====== DATA EXTRACT

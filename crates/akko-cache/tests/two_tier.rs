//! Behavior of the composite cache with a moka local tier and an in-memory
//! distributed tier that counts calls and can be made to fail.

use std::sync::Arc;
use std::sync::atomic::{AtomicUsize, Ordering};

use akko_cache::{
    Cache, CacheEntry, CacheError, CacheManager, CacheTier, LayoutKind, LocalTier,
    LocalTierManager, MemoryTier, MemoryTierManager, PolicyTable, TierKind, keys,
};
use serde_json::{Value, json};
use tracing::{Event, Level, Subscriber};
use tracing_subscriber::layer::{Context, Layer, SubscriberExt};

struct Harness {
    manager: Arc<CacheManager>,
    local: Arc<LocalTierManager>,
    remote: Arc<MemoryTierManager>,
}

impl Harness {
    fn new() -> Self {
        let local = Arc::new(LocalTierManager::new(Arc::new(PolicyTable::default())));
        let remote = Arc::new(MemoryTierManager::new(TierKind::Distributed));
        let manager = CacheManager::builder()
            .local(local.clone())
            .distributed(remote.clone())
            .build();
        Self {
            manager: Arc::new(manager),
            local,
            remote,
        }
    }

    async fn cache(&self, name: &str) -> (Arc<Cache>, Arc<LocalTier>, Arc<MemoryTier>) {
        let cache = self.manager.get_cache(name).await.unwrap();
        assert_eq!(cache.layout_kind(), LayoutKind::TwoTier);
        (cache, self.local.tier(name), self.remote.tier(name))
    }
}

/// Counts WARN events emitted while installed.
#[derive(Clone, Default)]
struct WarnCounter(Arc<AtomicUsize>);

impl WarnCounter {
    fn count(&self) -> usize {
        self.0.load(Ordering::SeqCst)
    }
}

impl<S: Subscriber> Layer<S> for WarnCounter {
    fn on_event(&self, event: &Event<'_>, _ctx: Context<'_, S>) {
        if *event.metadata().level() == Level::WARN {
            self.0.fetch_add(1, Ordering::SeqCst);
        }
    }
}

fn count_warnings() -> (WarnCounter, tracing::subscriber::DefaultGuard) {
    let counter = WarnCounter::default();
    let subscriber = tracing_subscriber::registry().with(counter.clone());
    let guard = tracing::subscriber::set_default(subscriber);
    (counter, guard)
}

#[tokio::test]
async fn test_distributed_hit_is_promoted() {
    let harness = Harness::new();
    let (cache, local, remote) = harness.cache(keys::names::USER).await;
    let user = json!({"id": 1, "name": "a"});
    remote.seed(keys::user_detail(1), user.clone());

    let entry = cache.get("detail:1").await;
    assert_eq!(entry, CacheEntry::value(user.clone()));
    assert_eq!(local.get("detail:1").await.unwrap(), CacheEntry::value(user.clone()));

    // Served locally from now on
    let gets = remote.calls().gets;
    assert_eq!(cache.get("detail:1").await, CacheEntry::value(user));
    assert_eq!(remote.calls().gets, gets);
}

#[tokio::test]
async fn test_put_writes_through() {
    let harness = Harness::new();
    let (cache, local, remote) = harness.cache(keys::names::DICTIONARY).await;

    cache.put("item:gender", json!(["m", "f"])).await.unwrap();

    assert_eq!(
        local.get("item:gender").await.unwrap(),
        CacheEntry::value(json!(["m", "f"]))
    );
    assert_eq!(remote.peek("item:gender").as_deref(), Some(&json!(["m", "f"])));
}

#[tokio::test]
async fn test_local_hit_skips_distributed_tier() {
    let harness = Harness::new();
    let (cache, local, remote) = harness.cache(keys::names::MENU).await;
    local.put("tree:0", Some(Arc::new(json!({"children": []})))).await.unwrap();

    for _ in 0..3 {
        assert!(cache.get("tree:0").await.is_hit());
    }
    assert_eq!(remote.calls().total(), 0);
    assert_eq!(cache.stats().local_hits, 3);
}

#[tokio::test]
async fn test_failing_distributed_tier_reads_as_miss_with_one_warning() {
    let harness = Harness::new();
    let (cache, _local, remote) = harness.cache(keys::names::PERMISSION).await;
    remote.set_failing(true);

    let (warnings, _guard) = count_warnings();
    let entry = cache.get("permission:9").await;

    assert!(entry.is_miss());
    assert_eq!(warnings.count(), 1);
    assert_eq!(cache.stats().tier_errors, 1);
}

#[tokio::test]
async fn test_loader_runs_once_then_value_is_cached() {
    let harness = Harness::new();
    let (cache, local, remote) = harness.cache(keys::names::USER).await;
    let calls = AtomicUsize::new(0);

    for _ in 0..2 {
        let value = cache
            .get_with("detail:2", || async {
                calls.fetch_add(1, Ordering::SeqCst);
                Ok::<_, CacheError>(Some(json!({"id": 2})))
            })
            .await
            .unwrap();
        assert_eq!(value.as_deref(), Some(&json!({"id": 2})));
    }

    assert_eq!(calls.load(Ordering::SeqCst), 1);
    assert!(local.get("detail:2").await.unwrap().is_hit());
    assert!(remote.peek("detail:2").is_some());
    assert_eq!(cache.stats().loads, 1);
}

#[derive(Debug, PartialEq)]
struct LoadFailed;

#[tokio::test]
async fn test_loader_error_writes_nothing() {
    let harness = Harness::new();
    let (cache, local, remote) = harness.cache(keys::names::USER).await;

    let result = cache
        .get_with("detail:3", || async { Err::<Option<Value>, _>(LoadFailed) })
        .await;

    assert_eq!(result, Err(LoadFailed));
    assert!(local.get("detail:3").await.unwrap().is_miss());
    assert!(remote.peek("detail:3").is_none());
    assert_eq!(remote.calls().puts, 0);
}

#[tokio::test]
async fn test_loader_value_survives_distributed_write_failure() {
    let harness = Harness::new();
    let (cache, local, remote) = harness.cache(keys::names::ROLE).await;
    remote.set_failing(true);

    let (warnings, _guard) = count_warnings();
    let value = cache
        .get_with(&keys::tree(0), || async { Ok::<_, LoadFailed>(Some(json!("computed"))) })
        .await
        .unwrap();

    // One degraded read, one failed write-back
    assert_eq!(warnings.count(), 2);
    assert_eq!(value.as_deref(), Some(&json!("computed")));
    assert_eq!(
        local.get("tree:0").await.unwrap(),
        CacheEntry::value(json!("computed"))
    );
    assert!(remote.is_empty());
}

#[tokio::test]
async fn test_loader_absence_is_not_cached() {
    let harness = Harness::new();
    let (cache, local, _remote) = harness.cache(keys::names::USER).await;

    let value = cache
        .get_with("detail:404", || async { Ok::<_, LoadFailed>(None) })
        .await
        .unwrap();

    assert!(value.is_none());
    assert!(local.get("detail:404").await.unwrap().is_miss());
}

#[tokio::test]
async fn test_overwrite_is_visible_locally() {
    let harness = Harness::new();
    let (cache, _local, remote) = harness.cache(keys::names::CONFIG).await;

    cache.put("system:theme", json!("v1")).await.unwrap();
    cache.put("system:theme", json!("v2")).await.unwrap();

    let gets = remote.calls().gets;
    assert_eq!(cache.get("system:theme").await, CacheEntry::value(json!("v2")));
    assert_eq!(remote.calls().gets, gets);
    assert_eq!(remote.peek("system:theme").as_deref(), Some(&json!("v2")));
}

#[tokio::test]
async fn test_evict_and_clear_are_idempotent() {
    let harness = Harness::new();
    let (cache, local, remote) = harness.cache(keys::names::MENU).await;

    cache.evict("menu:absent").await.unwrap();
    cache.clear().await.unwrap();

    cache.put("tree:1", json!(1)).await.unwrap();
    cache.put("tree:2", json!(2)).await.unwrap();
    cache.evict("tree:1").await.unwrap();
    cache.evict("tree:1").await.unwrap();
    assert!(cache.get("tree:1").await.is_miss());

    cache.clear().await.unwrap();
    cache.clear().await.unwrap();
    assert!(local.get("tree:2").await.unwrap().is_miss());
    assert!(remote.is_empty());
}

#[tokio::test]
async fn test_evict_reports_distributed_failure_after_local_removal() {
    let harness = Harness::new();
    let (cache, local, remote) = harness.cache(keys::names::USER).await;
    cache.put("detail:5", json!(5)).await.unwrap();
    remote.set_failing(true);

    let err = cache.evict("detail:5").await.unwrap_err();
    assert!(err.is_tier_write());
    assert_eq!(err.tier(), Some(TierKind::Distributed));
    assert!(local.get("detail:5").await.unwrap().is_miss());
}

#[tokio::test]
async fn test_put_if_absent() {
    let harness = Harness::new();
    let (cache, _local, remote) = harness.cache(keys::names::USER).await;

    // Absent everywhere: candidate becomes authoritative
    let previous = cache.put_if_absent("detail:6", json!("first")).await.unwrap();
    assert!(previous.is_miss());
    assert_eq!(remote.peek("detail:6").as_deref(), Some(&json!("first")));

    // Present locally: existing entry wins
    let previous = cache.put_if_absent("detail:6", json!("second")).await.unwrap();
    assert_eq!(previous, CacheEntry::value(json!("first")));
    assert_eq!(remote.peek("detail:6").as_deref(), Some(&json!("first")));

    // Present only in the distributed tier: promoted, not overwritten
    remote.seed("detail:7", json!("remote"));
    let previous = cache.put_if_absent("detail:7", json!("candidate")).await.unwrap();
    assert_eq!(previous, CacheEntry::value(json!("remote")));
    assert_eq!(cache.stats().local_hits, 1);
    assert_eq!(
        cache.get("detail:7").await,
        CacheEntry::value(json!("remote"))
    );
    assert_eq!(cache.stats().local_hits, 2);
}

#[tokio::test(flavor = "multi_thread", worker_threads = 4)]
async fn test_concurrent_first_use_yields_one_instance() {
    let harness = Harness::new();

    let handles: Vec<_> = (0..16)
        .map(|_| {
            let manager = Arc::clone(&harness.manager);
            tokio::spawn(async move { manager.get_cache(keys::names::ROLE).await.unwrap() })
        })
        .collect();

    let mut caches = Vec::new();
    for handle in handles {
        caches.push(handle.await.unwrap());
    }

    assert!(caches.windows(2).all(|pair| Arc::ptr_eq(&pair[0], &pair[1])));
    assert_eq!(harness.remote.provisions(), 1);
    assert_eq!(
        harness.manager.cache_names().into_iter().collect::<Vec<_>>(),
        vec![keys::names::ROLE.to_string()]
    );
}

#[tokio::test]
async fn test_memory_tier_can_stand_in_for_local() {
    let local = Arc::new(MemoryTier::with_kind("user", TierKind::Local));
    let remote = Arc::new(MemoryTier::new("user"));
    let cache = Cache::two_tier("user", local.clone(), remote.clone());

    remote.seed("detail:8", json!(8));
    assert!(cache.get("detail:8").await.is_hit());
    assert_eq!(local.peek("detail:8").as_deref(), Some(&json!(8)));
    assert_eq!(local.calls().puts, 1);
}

============

**WHAT IS BEING ASKED:**
Line count for "Level": give the number of lines in the data above that include it, and nothing else.

**RESPONSE TO THIS TASK:**
2